**What this task involves:** Please repeat, from the entries that follow, the lines from the one containing "None => tracing_subscriber::EnvFilter::try_from_default_env()" through the one containing "fn parse_move_input(input: &str)" exactly, adding nothing.

**Records for processing:**
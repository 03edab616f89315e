//! Terminal front-end for the rules engine.
//!
//! Usage:
//!   cargo run -- play
//!   cargo run -- play --fen "r3k2r/8/8/8/8/8/8/R3K2R w KQkq - 0 1"
//!   cargo run -- perft --depth 3 --divide
//!   cargo run -- moves e2
//!
//! In `play`, enter moves as `e2e4` (or `e2 e4`), optionally with a promotion
//! letter (`a7a8n`). Other commands: `moves <square>`, `board`, `fen`,
//! `history`, `help`, `quit`.

use std::io::{self, BufRead, Write};
use std::time::Instant;

use clap::{Parser, Subcommand};
use color_eyre::eyre::{bail, Result, WrapErr};

use chess_rules::perft::{divide, perft};
use chess_rules::{Game, PieceType, Square, Status};

#[derive(Parser, Debug)]
#[command(name = "chess_rules")]
#[command(about = "Play and inspect standard chess positions")]
struct Args {
    /// Log filter, e.g. `chess_rules=debug` (overrides RUST_LOG)
    #[arg(long, global = true)]
    log_level: Option<String>,

    #[command(subcommand)]
    command: Command,
}

#[derive(Subcommand, Debug)]
enum Command {
    /// Play a game on the terminal, both sides from the keyboard
    Play {
        /// Start from this FEN instead of the initial position
        #[arg(long)]
        fen: Option<String>,

        /// Draw pieces as letters instead of Unicode glyphs
        #[arg(long)]
        ascii: bool,
    },
    /// Count leaf nodes of the legal move tree
    Perft {
        #[arg(short, long, default_value_t = 3)]
        depth: u8,

        #[arg(long)]
        fen: Option<String>,

        /// Print the count below each root move
        #[arg(long)]
        divide: bool,
    },
    /// List the legal moves of the piece on a square
    Moves {
        square: String,

        #[arg(long)]
        fen: Option<String>,
    },
}

fn init_tracing(log_level: Option<&str>) {
    let filter = match log_level {
        Some(level) => tracing_subscriber::EnvFilter::new(level),
        None => tracing_subscriber::EnvFilter::try_from_default_env()
            .unwrap_or_else(|_| "chess_rules=info".into()),
    };
    tracing_subscriber::fmt()
        .with_env_filter(filter)
        .with_writer(io::stderr)
        .init();
}

fn load_game(fen: Option<&str>) -> Result<Game> {
    match fen {
        Some(fen) => Game::new_from_fen(fen).wrap_err("could not load position"),
        None => Ok(Game::new()),
    }
}

/// Parse `e2e4`, `e2 e4` or `a7a8q`.
fn parse_move_input(input: &str) -> Result<(Square, Square, Option<PieceType>)> {
    let compact: String = input.chars().filter(|c| !c.is_whitespace()).collect();
    if !compact.is_ascii() || (compact.len() != 4 && compact.len() != 5) {
        bail!("expected a move like e2e4, got {input:?}");
    }
    let from = Square::from_algebraic(&compact[0..2])?;
    let to = Square::from_algebraic(&compact[2..4])?;
    let promotion = compact.get(4..).filter(|s| !s.is_empty()).map(PieceType::from_promotion_choice);
    Ok((from, to, promotion))
}

fn prompt(stdin: &mut impl BufRead, text: &str) -> Result<Option<String>> {
    print!("{text}");
    io::stdout().flush()?;
    let mut line = String::new();
    if stdin.read_line(&mut line)? == 0 {
        return Ok(None);
    }
    Ok(Some(line.trim().to_string()))
}

fn print_moves(game: &Game, square: &str) -> Result<()> {
    let from = Square::from_algebraic(square)?;
    let moves = game.legal_moves(from);
    if moves.is_empty() {
        println!("no legal moves from {from}");
    } else {
        let list: Vec<String> = moves.iter().map(|m| m.to.to_algebraic()).collect();
        println!("{from}: {}", list.join(" "));
    }
    Ok(())
}

fn announce(game: &Game, status: Status) {
    let side = game.side_to_move();
    match status {
        Status::Checkmate => println!("Checkmate! {} wins.", side.other_color().to_human()),
        Status::Stalemate => println!("Stalemate! The game is drawn."),
        Status::Check => println!("Check!"),
        Status::None => {}
    }
}

fn play(fen: Option<&str>, ascii: bool) -> Result<()> {
    let mut game = load_game(fen)?;
    let stdin = io::stdin();
    let mut stdin = stdin.lock();

    println!("{}", game.board().draw_board(!ascii));
    announce(&game, game.status());

    loop {
        let text = format!("{} to move> ", game.side_to_move().to_human());
        let Some(line) = prompt(&mut stdin, &text)? else {
            break;
        };
        let mut words = line.split_whitespace();
        match words.next() {
            None => continue,
            Some("quit") | Some("exit") => break,
            Some("help") => {
                println!("e2e4 | e2 e4 | a7a8n | moves <square> | board | fen | history | quit")
            }
            Some("board") => println!("{}", game.board().draw_board(!ascii)),
            Some("fen") => println!("{}", game.fen()),
            Some("history") => println!("{}", game.move_list()),
            Some("moves") => match words.next() {
                Some(square) => {
                    if let Err(e) = print_moves(&game, square) {
                        println!("{e}");
                    }
                }
                None => println!("usage: moves <square>"),
            },
            Some(_) => {
                let (from, to, mut promotion) = match parse_move_input(&line) {
                    Ok(parsed) => parsed,
                    Err(e) => {
                        println!("{e}");
                        continue;
                    }
                };
                if promotion.is_none() && game.is_promotion(from, to) {
                    let answer = prompt(&mut stdin, "Promote to (Q, R, B, N): ")?;
                    promotion = Some(PieceType::from_promotion_choice(
                        answer.as_deref().unwrap_or(""),
                    ));
                }
                match game.play_move(from, to, promotion) {
                    Ok(status) => {
                        println!("{}", game.board().draw_board(!ascii));
                        announce(&game, status);
                        if status.is_game_over() {
                            println!("{}", game.move_list());
                            break;
                        }
                    }
                    Err(e) => println!("{e}"),
                }
            }
        }
    }
    Ok(())
}

fn run_perft(fen: Option<&str>, depth: u8, split: bool) -> Result<()> {
    let game = load_game(fen)?;
    let start = Instant::now();
    let nodes = if split {
        let mut counts = divide(game.board(), game.side_to_move(), depth);
        counts.sort_by_key(|(m, _)| m.to_algebraic());
        for (m, n) in &counts {
            println!("{m}: {n}");
        }
        counts.iter().map(|(_, n)| n).sum()
    } else {
        perft(game.board(), game.side_to_move(), depth)
    };
    let elapsed = start.elapsed();
    println!("depth {depth}: {nodes} nodes ({:.3}s)", elapsed.as_secs_f64());
    Ok(())
}

fn main() -> Result<()> {
    color_eyre::install()?;
    let args = Args::parse();
    init_tracing(args.log_level.as_deref());

    match args.command {
        Command::Play { fen, ascii } => play(fen.as_deref(), ascii),
        Command::Perft { depth, fen, divide } => run_perft(fen.as_deref(), depth, divide),
        Command::Moves { square, fen } => {
            let game = load_game(fen.as_deref())?;
            print_moves(&game, &square)
        }
    }
}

**Answer section:**
        None => tracing_subscriber::EnvFilter::try_from_default_env()
            .unwrap_or_else(|_| "chess_rules=info".into()),
    };
    tracing_subscriber::fmt()
        .with_env_filter(filter)
        .with_writer(io::stderr)
        .init();
}

fn load_game(fen: Option<&str>) -> Result<Game> {
    match fen {
        Some(fen) => Game::new_from_fen(fen).wrap_err("could not load position"),
        None => Ok(Game::new()),
    }
}

/// Parse `e2e4`, `e2 e4` or `a7a8q`.
fn parse_move_input(input: &str) -> Result<(Square, Square, Option<PieceType>)> {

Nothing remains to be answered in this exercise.